Problem to solve -> All the data should be printed again exactly as written.
─── Records for this task ───
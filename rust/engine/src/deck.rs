use rand::seq::SliceRandom;
use rand::SeedableRng;
use rand_chacha::ChaCha20Rng;

use crate::cards::{full_deck, Card};
use crate::errors::GameError;

/// Source of private and community cards for one table.
///
/// A dealer is owned by exactly one [`crate::engine::Engine`]; nothing about its
/// ordering is shared between tables.
pub trait Dealer {
    /// Restore all 52 cards and re-randomize their order.
    fn shuffle(&mut self);

    /// Remove and return the next `n` cards.
    ///
    /// # Errors
    ///
    /// [`GameError::DeckExhausted`] when fewer than `n` cards remain. Nothing is
    /// removed in that case.
    fn draw(&mut self, n: usize) -> Result<Vec<Card>, GameError>;

    fn remaining(&self) -> usize;
}

/// Uniformly shuffled 52-card deck driven by a seeded ChaCha20 stream.
#[derive(Debug, Clone)]
pub struct Deck {
    cards: Vec<Card>,
    position: usize,
    rng: ChaCha20Rng,
}

impl Deck {
    pub fn new_with_seed(seed: u64) -> Self {
        let rng = ChaCha20Rng::seed_from_u64(seed);
        // Keep initial order until shuffle is called explicitly
        Self {
            cards: full_deck(),
            position: 0,
            rng,
        }
    }

    pub fn reset(&mut self) {
        self.cards = full_deck();
        self.position = 0;
    }
}

impl Dealer for Deck {
    fn shuffle(&mut self) {
        self.cards = full_deck();
        self.cards.shuffle(&mut self.rng);
        self.position = 0;
    }

    fn draw(&mut self, n: usize) -> Result<Vec<Card>, GameError> {
        draw_from(&self.cards, &mut self.position, n)
    }

    fn remaining(&self) -> usize {
        self.cards.len().saturating_sub(self.position)
    }
}

/// Deals a fixed card sequence in order. `shuffle` rewinds to the first card.
///
/// Hole cards are drawn two per seat starting with seat 0, then the flop,
/// turn and river, so a sequence of nine cards fully determines a hand.
#[derive(Debug, Clone)]
pub struct StackedDeck {
    cards: Vec<Card>,
    position: usize,
}

impl StackedDeck {
    pub fn new(cards: Vec<Card>) -> Self {
        Self { cards, position: 0 }
    }
}

impl Dealer for StackedDeck {
    fn shuffle(&mut self) {
        self.position = 0;
    }

    fn draw(&mut self, n: usize) -> Result<Vec<Card>, GameError> {
        draw_from(&self.cards, &mut self.position, n)
    }

    fn remaining(&self) -> usize {
        self.cards.len().saturating_sub(self.position)
    }
}

fn draw_from(cards: &[Card], position: &mut usize, n: usize) -> Result<Vec<Card>, GameError> {
    let remaining = cards.len().saturating_sub(*position);
    if remaining < n {
        return Err(GameError::DeckExhausted {
            requested: n,
            remaining,
        });
    }
    let out = cards[*position..*position + n].to_vec();
    *position += n;
    Ok(out)
}

#[cfg(test)]
mod tests {
    use super::*;

    #[test]
    fn draw_past_end_reports_exhaustion() {
        let mut deck = Deck::new_with_seed(3);
        deck.shuffle();
        assert_eq!(deck.draw(50).unwrap().len(), 50);
        let err = deck.draw(3).unwrap_err();
        assert_eq!(
            err,
            GameError::DeckExhausted {
                requested: 3,
                remaining: 2
            }
        );
        // failed draw leaves the deck untouched
        assert_eq!(deck.remaining(), 2);
    }

    #[test]
    fn stacked_deck_rewinds_on_shuffle() {
        let cards: Vec<Card> = ["As", "Kd", "7c"].iter().map(|s| s.parse().unwrap()).collect();
        let mut deck = StackedDeck::new(cards.clone());
        assert_eq!(deck.draw(2).unwrap(), cards[..2].to_vec());
        deck.shuffle();
        assert_eq!(deck.draw(3).unwrap(), cards);
    }
}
───
Finished exercise ->
filename rust/engine/src/deck.rs
use rand::seq::SliceRandom;
use rand::SeedableRng;
use rand_chacha::ChaCha20Rng;

use crate::cards::{full_deck, Card};
use crate::errors::GameError;

/// Source of private and community cards for one table.
///
/// A dealer is owned by exactly one [`crate::engine::Engine`]; nothing about its
/// ordering is shared between tables.
pub trait Dealer {
    /// Restore all 52 cards and re-randomize their order.
    fn shuffle(&mut self);

    /// Remove and return the next `n` cards.
    ///
    /// # Errors
    ///
    /// [`GameError::DeckExhausted`] when fewer than `n` cards remain. Nothing is
    /// removed in that case.
    fn draw(&mut self, n: usize) -> Result<Vec<Card>, GameError>;

    fn remaining(&self) -> usize;
}

/// Uniformly shuffled 52-card deck driven by a seeded ChaCha20 stream.
#[derive(Debug, Clone)]
pub struct Deck {
    cards: Vec<Card>,
    position: usize,
    rng: ChaCha20Rng,
}

impl Deck {
    pub fn new_with_seed(seed: u64) -> Self {
        let rng = ChaCha20Rng::seed_from_u64(seed);
        // Keep initial order until shuffle is called explicitly
        Self {
            cards: full_deck(),
            position: 0,
            rng,
        }
    }

    pub fn reset(&mut self) {
        self.cards = full_deck();
        self.position = 0;
    }
}

impl Dealer for Deck {
    fn shuffle(&mut self) {
        self.cards = full_deck();
        self.cards.shuffle(&mut self.rng);
        self.position = 0;
    }

    fn draw(&mut self, n: usize) -> Result<Vec<Card>, GameError> {
        draw_from(&self.cards, &mut self.position, n)
    }

    fn remaining(&self) -> usize {
        self.cards.len().saturating_sub(self.position)
    }
}

/// Deals a fixed card sequence in order. `shuffle` rewinds to the first card.
///
/// Hole cards are drawn two per seat starting with seat 0, then the flop,
/// turn and river, so a sequence of nine cards fully determines a hand.
#[derive(Debug, Clone)]
pub struct StackedDeck {
    cards: Vec<Card>,
    position: usize,
}

impl StackedDeck {
    pub fn new(cards: Vec<Card>) -> Self {
        Self { cards, position: 0 }
    }
}

impl Dealer for StackedDeck {
    fn shuffle(&mut self) {
        self.position = 0;
    }

    fn draw(&mut self, n: usize) -> Result<Vec<Card>, GameError> {
        draw_from(&self.cards, &mut self.position, n)
    }

    fn remaining(&self) -> usize {
        self.cards.len().saturating_sub(self.position)
    }
}

fn draw_from(cards: &[Card], position: &mut usize, n: usize) -> Result<Vec<Card>, GameError> {
    let remaining = cards.len().saturating_sub(*position);
    if remaining < n {
        return Err(GameError::DeckExhausted {
            requested: n,
            remaining,
        });
    }
    let out = cards[*position..*position + n].to_vec();
    *position += n;
    Ok(out)
}

#[cfg(test)]
mod tests {
    use super::*;

    #[test]
    fn draw_past_end_reports_exhaustion() {
        let mut deck = Deck::new_with_seed(3);
        deck.shuffle();
        assert_eq!(deck.draw(50).unwrap().len(), 50);
        let err = deck.draw(3).unwrap_err();
        assert_eq!(
            err,
            GameError::DeckExhausted {
                requested: 3,
                remaining: 2
            }
        );
        // failed draw leaves the deck untouched
        assert_eq!(deck.remaining(), 2);
    }

    #[test]
    fn stacked_deck_rewinds_on_shuffle() {
        let cards: Vec<Card> = ["As", "Kd", "7c"].iter().map(|s| s.parse().unwrap()).collect();
        let mut deck = StackedDeck::new(cards.clone());
        assert_eq!(deck.draw(2).unwrap(), cards[..2].to_vec());
        deck.shuffle();
        assert_eq!(deck.draw(3).unwrap(), cards);
    }
}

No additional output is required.